The silence that we can spend in prayer before the Lord in supplication “Lord, save us from this pandemic.” The silence that we could spend reading the word of God reflecting on our lives so that we will now what to do and what is wrong or even what is right in our lives at the moment cause the Word of God enlighten us, it is a double-edged sword that seeks, that point where flesh and bones meet as the letter to the Hebrews tells us. It allows us to examine our conscience, our lives. Silence symbolised by the facemask.
But also, the facemask symbolises care, concern. Noon ang facemask ay simbolo ng pagkamaselan, ayaw mong mahawaan, delikadong taong iyan naka facemask. But now, yes it means you don’t want to be infected but it is a desire not to be infected so you cannot infect others. It is a symbol of self-control, “ayaw kong mahawaan ang iba at ayaw ko ring mahawaan dahil kapag ako ay mahawaan, yung iba rin ang maghihirap.” Its care for the self so we can take care of others. It’s a care for others, that’s why we wear something to cover our faces.
And lastly in these days, the facemask has become a symbol of heroism, a symbol of service, service to the point of laying down one’s life, not even for one’s friends but for people you do not know. It has become a symbol of the service that our frontliners; the doctors, the nurses, the janitors, the policemen are rendering us during these times and we can only raise our eyes to heaven to thank them for this valuable service.
Mga kapatid, all this because we as a nation, as a family, as humanity went through a crisis, a crisis that may be difficult to solve but in the end is in the hands of God and those of us who believe that this God can raise the dead back to life, we know and we are certain that we will overcome. But let us never forget the lessons, this crisis, this grace, God’s grace has given to us as symbolised by the facemask.

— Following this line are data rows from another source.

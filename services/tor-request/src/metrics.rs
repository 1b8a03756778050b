//! Prometheus metrics exposition
//!
//! - `tor_request_requests_total` (counter): label `outcome` (`done`, `failed`)
//! - `tor_request_attempts_total` (counter): label `result` (`success` or a failure kind)
//! - `tor_request_identities_acquired_total` (counter)
//! - `tor_request_identities_evicted_total` (counter): label `reason`
//! - `tor_request_identity_rejections_total` (counter): label `reason`
//! - `tor_request_pool_queue_depth` (gauge)
//!
//! Without an installed recorder every call here is a no-op.

use std::net::SocketAddr;

use anyhow::Context;
use identity_pool::{FailureKind, PoolEvent};
use metrics_exporter_prometheus::PrometheusBuilder;

/// Install the Prometheus recorder with a scrape endpoint on `listen_addr`.
///
/// Must be called from within the tokio runtime; the listener runs as a
/// background task for the rest of the process.
pub fn install_exporter(listen_addr: SocketAddr) -> anyhow::Result<()> {
    PrometheusBuilder::new()
        .with_http_listener(listen_addr)
        .install()
        .with_context(|| format!("failed to start metrics listener on {listen_addr}"))
}

/// Record the counters implied by a pool or dispatch event.
pub fn record_event(event: &PoolEvent) {
    match event {
        PoolEvent::IdentityAcquired { .. } => {
            metrics::counter!("tor_request_identities_acquired_total").increment(1);
        }
        PoolEvent::IdentityEvicted { reason, .. } => {
            metrics::counter!("tor_request_identities_evicted_total", "reason" => reason.label())
                .increment(1);
        }
        PoolEvent::IdentityRejected { reason, .. } => {
            metrics::counter!("tor_request_identity_rejections_total", "reason" => reason.label())
                .increment(1);
        }
        PoolEvent::RequestSucceeded { .. } => {
            metrics::counter!("tor_request_requests_total", "outcome" => "done").increment(1);
            metrics::counter!("tor_request_attempts_total", "result" => "success").increment(1);
        }
        PoolEvent::RequestRetrying { reason, .. } => {
            metrics::counter!("tor_request_attempts_total", "result" => reason.label())
                .increment(1);
        }
        PoolEvent::RequestFailed {
            reason, attempts, ..
        } => {
            metrics::counter!("tor_request_requests_total", "outcome" => "failed").increment(1);
            // A pool_exhausted failure never reached a final send
            if *attempts > 0 && *reason != FailureKind::PoolExhausted {
                metrics::counter!("tor_request_attempts_total", "result" => reason.label())
                    .increment(1);
            }
        }
        _ => {}
    }
}

/// Number of ready entries in the work queue.
pub fn set_queue_depth(depth: usize) {
    metrics::gauge!("tor_request_pool_queue_depth").set(depth as f64);
}
//! Tor control-port client
//!
//! Speaks the line-based Tor control protocol over TCP: authenticate, then
//! signal `NEWNYM` to rotate onto fresh circuits. The identity pool only sees
//! the `ControlChannel` trait, so tests can swap in a scripted network.
//!
//! Rotation flow:
//! 1. `TorController::connect()` opens a control connection
//! 2. `ControlConnection::authenticate()` with null, password or cookie auth
//! 3. `ControlConnection::signal(Signal::NewNym)` asks Tor for new circuits
//! 4. The connection is dropped; Tor keeps the new circuits

pub mod constants;
pub mod control;
pub mod error;
pub mod reachability;

pub use constants::*;
pub use control::{
    ControlAuth, ControlChannel, ControlConnection, Reply, Signal, TorController, parse_reply_line,
};
pub use error::{Error, Result};
pub use reachability::check_socks;
//! Liveness probe for candidate identities

use std::time::Duration;

use tracing::debug;
use transport::HttpSession;

/// Default probe: a tiny JSON echo of the caller's address.
pub const DEFAULT_PROBE_URL: &str = "https://api.ipify.org?format=json";

/// Default bound on a single probe.
pub const DEFAULT_PROBE_TIMEOUT: Duration = Duration::from_secs(10);

/// Confirms a session can reach the outside world.
#[derive(Debug, Clone)]
pub struct Validator {
    probe_url: String,
    timeout: Duration,
}

impl Validator {
    pub fn new(probe_url: impl Into<String>, timeout: Duration) -> Self {
        Self {
            probe_url: probe_url.into(),
            timeout,
        }
    }

    pub fn probe_url(&self) -> &str {
        &self.probe_url
    }

    /// True only for a 2xx answer within the timeout. Never errors.
    pub async fn validate(&self, session: &dyn HttpSession) -> bool {
        match tokio::time::timeout(self.timeout, session.get(&self.probe_url, self.timeout)).await {
            Ok(Ok(response)) if response.is_success() => true,
            Ok(Ok(response)) => {
                debug!(status = response.status, "probe returned non-success status");
                false
            }
            Ok(Err(e)) => {
                debug!(error = %e, "probe failed");
                false
            }
            Err(_) => {
                debug!(timeout_secs = self.timeout.as_secs(), "probe timed out");
                false
            }
        }
    }
}

impl Default for Validator {
    fn default() -> Self {
        Self::new(DEFAULT_PROBE_URL, DEFAULT_PROBE_TIMEOUT)
    }
}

Let us -even if we come out of the crisis- leave some moments of silence in our lives, return to the moment of silence, appreciating each other’s presence, acknowledging the presence of God in our lives. Let us be reminded of the care that we have for each other and let us always remember the sacrifices that others have given so that we can continue to enjoy our lives and for that matter, that we too in our own little way, can render acts of service, if not now than much later when we can be enabled to do what we can for our brothers and sisters.

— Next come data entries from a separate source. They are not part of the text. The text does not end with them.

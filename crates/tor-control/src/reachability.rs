//! Pre-flight check that a SOCKS listener is accepting connections.

use std::net::SocketAddr;
use std::time::Duration;

use tokio::net::TcpStream;
use tracing::debug;

use crate::error::{Error, Result};

/// Open and immediately close a TCP connection to the SOCKS endpoint.
///
/// Says nothing about circuit health, only that a proxy is listening.
pub async fn check_socks(addr: SocketAddr, timeout: Duration) -> Result<()> {
    match tokio::time::timeout(timeout, TcpStream::connect(addr)).await {
        Ok(Ok(_stream)) => {
            debug!(%addr, "SOCKS endpoint reachable");
            Ok(())
        }
        Ok(Err(e)) => Err(Error::Connect(format!("{addr}: {e}"))),
        Err(_) => Err(Error::Timeout(timeout)),
    }
}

The Resurrection of Jesus has changed the meaning of the Cross and the empty tomb. The crisis that we are going through today can also change the meaning of some things but only if we learn to change their meaning within the context of the resurrection of the Lord.
Jesus has risen from the dead and he has changed the meaning of the way we live, the meaning of our lives. Let it by so for us as well in this time of the pandemic.